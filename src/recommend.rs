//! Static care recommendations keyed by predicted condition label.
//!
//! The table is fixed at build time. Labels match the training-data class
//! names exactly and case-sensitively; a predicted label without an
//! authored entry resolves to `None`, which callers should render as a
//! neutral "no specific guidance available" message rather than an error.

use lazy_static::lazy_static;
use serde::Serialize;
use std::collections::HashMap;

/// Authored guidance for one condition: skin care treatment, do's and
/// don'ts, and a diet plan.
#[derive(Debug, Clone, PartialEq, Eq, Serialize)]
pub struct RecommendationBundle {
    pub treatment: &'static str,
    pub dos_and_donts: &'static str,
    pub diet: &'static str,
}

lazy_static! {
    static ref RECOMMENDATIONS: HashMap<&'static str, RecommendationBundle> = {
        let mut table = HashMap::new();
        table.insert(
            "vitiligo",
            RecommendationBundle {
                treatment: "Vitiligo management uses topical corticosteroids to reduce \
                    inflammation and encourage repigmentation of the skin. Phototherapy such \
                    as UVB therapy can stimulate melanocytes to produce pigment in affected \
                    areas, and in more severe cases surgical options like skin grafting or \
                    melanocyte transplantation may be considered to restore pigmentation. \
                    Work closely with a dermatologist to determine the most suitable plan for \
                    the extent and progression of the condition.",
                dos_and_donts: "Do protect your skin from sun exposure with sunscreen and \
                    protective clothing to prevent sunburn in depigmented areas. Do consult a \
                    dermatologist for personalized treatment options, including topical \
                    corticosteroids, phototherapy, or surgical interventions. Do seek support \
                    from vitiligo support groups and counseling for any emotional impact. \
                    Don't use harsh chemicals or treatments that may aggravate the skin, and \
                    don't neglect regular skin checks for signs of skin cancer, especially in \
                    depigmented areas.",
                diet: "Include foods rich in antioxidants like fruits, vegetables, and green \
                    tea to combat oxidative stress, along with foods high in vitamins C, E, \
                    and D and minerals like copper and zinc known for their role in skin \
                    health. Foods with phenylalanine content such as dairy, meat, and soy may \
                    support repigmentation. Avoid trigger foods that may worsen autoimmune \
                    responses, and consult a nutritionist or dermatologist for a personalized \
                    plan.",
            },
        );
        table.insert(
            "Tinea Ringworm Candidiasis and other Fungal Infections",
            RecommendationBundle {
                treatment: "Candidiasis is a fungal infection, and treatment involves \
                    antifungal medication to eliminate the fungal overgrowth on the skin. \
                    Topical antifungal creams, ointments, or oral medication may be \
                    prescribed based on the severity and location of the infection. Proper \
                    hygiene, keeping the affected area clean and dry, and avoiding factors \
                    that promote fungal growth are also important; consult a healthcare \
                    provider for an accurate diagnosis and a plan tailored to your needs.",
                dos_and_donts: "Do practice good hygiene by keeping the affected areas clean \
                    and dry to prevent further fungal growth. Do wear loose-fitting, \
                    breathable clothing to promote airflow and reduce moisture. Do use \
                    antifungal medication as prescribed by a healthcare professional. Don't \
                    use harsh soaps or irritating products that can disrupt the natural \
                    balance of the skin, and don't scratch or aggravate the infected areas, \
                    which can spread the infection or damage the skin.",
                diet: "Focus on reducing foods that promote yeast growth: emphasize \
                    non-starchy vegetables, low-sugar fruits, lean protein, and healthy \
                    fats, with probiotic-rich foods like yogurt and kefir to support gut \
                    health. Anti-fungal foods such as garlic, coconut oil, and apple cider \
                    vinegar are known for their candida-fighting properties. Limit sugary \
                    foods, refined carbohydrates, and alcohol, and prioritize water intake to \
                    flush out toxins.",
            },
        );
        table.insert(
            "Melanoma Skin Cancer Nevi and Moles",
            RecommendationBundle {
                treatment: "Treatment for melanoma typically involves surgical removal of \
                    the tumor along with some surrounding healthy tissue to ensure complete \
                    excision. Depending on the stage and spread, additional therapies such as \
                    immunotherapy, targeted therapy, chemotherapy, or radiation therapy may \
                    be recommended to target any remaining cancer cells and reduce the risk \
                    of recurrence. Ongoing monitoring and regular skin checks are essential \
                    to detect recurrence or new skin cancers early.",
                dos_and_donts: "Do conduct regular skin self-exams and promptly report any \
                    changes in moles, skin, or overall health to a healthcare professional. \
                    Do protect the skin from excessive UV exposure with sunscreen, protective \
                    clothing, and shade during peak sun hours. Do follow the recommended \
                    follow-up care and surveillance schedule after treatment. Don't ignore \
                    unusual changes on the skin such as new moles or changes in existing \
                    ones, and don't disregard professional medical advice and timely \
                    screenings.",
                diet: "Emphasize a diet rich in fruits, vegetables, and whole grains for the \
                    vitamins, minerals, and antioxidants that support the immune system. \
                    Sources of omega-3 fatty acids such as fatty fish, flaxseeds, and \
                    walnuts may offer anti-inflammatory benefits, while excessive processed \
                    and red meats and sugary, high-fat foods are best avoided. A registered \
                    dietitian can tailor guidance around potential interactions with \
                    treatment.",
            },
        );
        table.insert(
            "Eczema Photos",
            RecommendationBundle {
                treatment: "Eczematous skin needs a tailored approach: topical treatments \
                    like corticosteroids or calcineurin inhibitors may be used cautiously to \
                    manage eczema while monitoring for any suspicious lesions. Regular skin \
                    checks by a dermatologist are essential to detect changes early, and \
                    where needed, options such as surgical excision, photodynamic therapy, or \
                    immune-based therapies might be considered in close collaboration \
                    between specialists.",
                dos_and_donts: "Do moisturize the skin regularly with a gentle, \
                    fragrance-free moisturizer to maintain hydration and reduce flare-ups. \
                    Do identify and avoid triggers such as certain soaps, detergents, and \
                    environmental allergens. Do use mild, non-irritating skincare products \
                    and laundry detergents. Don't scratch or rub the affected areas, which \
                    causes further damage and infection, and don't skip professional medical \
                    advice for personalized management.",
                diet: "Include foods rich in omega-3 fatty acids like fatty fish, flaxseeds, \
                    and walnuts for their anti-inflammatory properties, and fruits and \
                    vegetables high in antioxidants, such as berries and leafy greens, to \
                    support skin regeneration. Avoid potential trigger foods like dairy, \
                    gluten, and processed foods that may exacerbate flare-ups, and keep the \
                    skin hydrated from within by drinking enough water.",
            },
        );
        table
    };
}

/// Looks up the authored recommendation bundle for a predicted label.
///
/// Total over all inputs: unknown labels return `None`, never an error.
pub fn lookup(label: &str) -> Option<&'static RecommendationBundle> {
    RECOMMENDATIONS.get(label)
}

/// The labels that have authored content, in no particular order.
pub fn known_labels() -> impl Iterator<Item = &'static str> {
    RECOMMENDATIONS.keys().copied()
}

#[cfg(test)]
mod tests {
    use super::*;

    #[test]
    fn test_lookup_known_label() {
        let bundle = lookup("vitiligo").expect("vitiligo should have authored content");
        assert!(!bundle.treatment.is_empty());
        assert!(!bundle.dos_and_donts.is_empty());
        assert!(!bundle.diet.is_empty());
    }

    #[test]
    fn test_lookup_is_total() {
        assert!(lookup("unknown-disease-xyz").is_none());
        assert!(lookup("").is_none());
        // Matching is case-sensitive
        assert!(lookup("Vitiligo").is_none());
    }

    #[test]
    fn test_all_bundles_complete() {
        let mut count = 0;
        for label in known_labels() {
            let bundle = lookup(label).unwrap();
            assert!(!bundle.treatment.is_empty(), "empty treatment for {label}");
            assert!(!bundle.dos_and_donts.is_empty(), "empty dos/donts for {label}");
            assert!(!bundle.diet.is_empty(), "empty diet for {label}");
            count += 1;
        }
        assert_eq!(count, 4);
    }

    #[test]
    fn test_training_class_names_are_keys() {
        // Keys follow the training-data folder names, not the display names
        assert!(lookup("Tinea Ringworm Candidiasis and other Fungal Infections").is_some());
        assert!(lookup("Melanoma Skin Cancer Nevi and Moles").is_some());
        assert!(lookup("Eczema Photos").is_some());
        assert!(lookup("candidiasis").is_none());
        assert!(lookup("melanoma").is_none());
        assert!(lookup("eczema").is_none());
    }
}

--

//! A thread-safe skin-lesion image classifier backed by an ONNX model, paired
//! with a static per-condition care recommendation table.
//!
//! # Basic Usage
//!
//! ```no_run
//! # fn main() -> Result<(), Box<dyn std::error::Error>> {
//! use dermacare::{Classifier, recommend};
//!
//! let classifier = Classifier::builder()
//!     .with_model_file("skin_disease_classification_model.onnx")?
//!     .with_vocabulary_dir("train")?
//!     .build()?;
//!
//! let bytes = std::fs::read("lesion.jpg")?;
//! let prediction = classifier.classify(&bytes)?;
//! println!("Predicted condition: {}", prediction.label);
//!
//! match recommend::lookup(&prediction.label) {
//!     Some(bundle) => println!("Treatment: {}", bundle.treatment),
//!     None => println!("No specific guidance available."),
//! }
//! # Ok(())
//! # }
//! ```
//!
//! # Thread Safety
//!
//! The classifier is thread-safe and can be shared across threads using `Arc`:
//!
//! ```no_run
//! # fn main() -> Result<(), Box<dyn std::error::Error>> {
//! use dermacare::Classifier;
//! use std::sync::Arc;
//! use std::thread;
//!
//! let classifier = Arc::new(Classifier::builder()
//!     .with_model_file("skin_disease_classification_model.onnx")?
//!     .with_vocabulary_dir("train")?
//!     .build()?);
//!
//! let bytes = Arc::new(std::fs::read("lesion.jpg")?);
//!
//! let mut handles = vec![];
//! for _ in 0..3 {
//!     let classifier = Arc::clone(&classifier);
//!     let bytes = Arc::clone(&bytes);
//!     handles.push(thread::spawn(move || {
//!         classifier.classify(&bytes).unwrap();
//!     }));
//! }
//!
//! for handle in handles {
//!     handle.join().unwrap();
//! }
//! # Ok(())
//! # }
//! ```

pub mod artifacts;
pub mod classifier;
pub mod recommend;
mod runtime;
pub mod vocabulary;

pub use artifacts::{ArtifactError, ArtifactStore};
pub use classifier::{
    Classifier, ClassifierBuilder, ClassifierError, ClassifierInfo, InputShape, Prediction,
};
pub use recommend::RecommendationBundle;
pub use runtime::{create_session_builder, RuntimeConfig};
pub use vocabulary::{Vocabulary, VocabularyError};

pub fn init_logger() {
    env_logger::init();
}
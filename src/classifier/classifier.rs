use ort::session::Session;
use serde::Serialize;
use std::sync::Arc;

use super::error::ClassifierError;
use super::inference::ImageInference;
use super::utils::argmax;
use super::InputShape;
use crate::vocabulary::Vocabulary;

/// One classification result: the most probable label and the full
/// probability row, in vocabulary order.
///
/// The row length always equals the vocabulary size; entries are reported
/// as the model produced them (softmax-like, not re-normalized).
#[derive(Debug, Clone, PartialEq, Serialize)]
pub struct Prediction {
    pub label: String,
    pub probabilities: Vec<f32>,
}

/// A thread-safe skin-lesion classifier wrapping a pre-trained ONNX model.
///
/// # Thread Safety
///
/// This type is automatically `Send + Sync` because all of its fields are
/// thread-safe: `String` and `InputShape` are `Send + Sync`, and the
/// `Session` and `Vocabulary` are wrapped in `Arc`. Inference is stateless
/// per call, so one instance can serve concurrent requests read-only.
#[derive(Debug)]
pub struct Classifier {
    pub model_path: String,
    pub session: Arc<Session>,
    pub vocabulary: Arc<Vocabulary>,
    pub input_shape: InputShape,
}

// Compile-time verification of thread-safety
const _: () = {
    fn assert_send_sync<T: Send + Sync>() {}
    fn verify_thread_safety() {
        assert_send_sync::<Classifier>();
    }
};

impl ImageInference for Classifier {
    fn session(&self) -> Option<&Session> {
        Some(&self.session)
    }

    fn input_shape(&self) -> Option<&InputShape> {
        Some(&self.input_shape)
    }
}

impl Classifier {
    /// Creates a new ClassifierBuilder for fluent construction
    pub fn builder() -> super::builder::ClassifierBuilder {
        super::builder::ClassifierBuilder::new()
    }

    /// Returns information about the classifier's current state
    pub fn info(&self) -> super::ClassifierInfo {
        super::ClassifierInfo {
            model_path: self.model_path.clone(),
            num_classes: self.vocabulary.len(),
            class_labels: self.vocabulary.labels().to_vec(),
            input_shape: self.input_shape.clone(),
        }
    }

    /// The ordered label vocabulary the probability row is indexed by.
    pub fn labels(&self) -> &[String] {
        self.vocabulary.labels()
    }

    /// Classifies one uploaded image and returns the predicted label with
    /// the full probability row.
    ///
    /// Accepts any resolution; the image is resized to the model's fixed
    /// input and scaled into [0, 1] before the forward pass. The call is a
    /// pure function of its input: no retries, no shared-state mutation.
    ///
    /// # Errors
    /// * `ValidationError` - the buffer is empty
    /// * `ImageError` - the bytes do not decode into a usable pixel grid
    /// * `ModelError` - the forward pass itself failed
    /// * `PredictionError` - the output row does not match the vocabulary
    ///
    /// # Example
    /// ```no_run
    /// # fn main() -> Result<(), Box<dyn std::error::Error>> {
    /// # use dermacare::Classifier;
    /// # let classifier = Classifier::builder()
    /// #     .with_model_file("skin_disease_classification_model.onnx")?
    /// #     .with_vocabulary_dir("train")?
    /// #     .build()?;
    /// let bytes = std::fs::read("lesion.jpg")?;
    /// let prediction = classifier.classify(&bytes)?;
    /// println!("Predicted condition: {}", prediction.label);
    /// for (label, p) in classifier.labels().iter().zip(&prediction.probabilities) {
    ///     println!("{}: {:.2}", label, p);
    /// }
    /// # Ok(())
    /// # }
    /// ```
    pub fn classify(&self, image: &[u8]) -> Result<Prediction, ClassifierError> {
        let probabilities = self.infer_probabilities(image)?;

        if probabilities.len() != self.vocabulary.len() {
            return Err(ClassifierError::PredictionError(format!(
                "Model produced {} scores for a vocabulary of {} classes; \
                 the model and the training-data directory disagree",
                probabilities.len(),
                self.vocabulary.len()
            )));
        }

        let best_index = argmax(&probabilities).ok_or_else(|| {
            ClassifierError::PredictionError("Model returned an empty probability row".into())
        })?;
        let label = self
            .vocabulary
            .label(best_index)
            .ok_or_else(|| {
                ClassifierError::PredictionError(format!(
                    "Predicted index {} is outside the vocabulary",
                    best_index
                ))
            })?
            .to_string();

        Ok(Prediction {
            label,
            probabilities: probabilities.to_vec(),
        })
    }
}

PROBLEM STATEMENT ::
Whenever a line of the data includes "probabilities", copy that line.

THE ANSWER ::
    pub probabilities: Vec<f32>,
    /// for (label, p) in classifier.labels().iter().zip(&prediction.probabilities) {
        let probabilities = self.infer_probabilities(image)?;
        if probabilities.len() != self.vocabulary.len() {
                probabilities.len(),
        let best_index = argmax(&probabilities).ok_or_else(|| {
            probabilities: probabilities.to_vec(),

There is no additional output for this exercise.